[Saved entries]
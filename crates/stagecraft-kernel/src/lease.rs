//! Counted leases over shared resources
//!
//! A run does not own the registry or the telemetry ledger; it leases them.
//! Each resource keeps a [`LeaseCounter`] of in-flight leases, and each
//! [`Lease`] is a [`Disposable`] that gives its slot back exactly once.

use std::sync::atomic::{AtomicUsize, Ordering};
use std::sync::Arc;

/// Cleanup failure
///
/// Always logged by the owner of the cleanup, never propagated.
#[derive(Debug, Clone, PartialEq, Eq, thiserror::Error)]
pub enum DisposalError {
    /// Resource was already released
    #[error("{resource} already released")]
    AlreadyReleased {
        /// Resource label
        resource: String,
    },

    /// Release bookkeeping went below zero
    #[error("{resource} lease count underflow")]
    Underflow {
        /// Resource label
        resource: String,
    },

    /// Resource-specific release failure
    #[error("{resource} failed to release: {reason}")]
    Failed {
        /// Resource label
        resource: String,
        /// Failure reason
        reason: String,
    },
}

/// Something that must be released once
pub trait Disposable: Send {
    /// Label used in logs
    fn label(&self) -> &str;

    /// Release the resource
    ///
    /// # Errors
    /// Returns [`DisposalError`] if release fails. Callers log it and move on.
    fn dispose(&mut self) -> Result<(), DisposalError>;
}

/// Count of in-flight leases on a resource
#[derive(Debug, Default)]
pub struct LeaseCounter {
    active: AtomicUsize,
    total: AtomicUsize,
}

impl LeaseCounter {
    /// Create zeroed counter
    #[inline]
    #[must_use]
    pub fn new() -> Self {
        Self::default()
    }

    fn acquire(&self) {
        self.active.fetch_add(1, Ordering::AcqRel);
        self.total.fetch_add(1, Ordering::Relaxed);
    }

    fn release(&self, resource: &str) -> Result<(), DisposalError> {
        self.active
            .fetch_update(Ordering::AcqRel, Ordering::Acquire, |n| n.checked_sub(1))
            .map(|_| ())
            .map_err(|_| DisposalError::Underflow {
                resource: resource.to_string(),
            })
    }

    /// Leases currently held
    #[inline]
    #[must_use]
    pub fn active(&self) -> usize {
        self.active.load(Ordering::Acquire)
    }

    /// Leases ever granted
    #[inline]
    #[must_use]
    pub fn total(&self) -> usize {
        self.total.load(Ordering::Relaxed)
    }
}

/// Resource that can be leased
pub trait Leasable: Send + Sync {
    /// Counter tracking this resource's leases
    fn lease_counter(&self) -> &LeaseCounter;

    /// Label used in logs and disposal errors
    fn resource_name(&self) -> &'static str;
}

/// A held lease on `T`
///
/// Released by [`Disposable::dispose`], or on drop if never disposed.
pub struct Lease<T: Leasable> {
    resource: Arc<T>,
    released: bool,
}

impl<T: Leasable> Lease<T> {
    /// Take a lease on `resource`
    #[must_use]
    pub fn acquire(resource: Arc<T>) -> Self {
        resource.lease_counter().acquire();
        tracing::trace!(
            resource = resource.resource_name(),
            active = resource.lease_counter().active(),
            "lease acquired"
        );
        Self {
            resource,
            released: false,
        }
    }

    /// The leased resource
    #[inline]
    #[must_use]
    pub fn resource(&self) -> &Arc<T> {
        &self.resource
    }

    /// Whether this lease has been given back
    #[inline]
    #[must_use]
    pub fn is_released(&self) -> bool {
        self.released
    }
}

impl<T: Leasable> std::fmt::Debug for Lease<T> {
    fn fmt(&self, f: &mut std::fmt::Formatter<'_>) -> std::fmt::Result {
        f.debug_struct("Lease")
            .field("resource", &self.resource.resource_name())
            .field("released", &self.released)
            .finish()
    }
}

impl<T: Leasable> Disposable for Lease<T> {
    fn label(&self) -> &str {
        self.resource.resource_name()
    }

    fn dispose(&mut self) -> Result<(), DisposalError> {
        if self.released {
            return Err(DisposalError::AlreadyReleased {
                resource: self.resource.resource_name().to_string(),
            });
        }
        self.released = true;
        self.resource
            .lease_counter()
            .release(self.resource.resource_name())
    }
}

impl<T: Leasable> Drop for Lease<T> {
    fn drop(&mut self) {
        if !self.released {
            if let Err(e) = self.dispose() {
                tracing::warn!(error = %e, "lease release on drop failed");
            }
        }
    }
}

#[cfg(test)]
mod tests {
    use super::*;

    #[derive(Default)]
    struct Thing {
        leases: LeaseCounter,
    }

    impl Leasable for Thing {
        fn lease_counter(&self) -> &LeaseCounter {
            &self.leases
        }

        fn resource_name(&self) -> &'static str {
            "thing"
        }
    }

    #[test]
    fn dispose_releases_once() {
        let thing = Arc::new(Thing::default());
        let mut lease = Lease::acquire(Arc::clone(&thing));
        assert_eq!(thing.leases.active(), 1);

        lease.dispose().unwrap();
        assert_eq!(thing.leases.active(), 0);
        assert!(matches!(
            lease.dispose(),
            Err(DisposalError::AlreadyReleased { .. })
        ));
        assert_eq!(thing.leases.active(), 0);
    }

    #[test]
    fn drop_releases_undisposed_lease() {
        let thing = Arc::new(Thing::default());
        {
            let _a = Lease::acquire(Arc::clone(&thing));
            let _b = Lease::acquire(Arc::clone(&thing));
            assert_eq!(thing.leases.active(), 2);
        }
        assert_eq!(thing.leases.active(), 0);
        assert_eq!(thing.leases.total(), 2);
    }

    #[test]
    fn disposed_lease_is_not_released_again_on_drop() {
        let thing = Arc::new(Thing::default());
        let keep = Lease::acquire(Arc::clone(&thing));
        let mut lease = Lease::acquire(Arc::clone(&thing));
        lease.dispose().unwrap();
        drop(lease);
        assert_eq!(thing.leases.active(), 1);
        drop(keep);
    }
}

### Problem to work on
Show every line from the entries above in which "tracing" appears.

### Response area
        tracing::trace!(
                tracing::warn!(error = %e, "lease release on drop failed");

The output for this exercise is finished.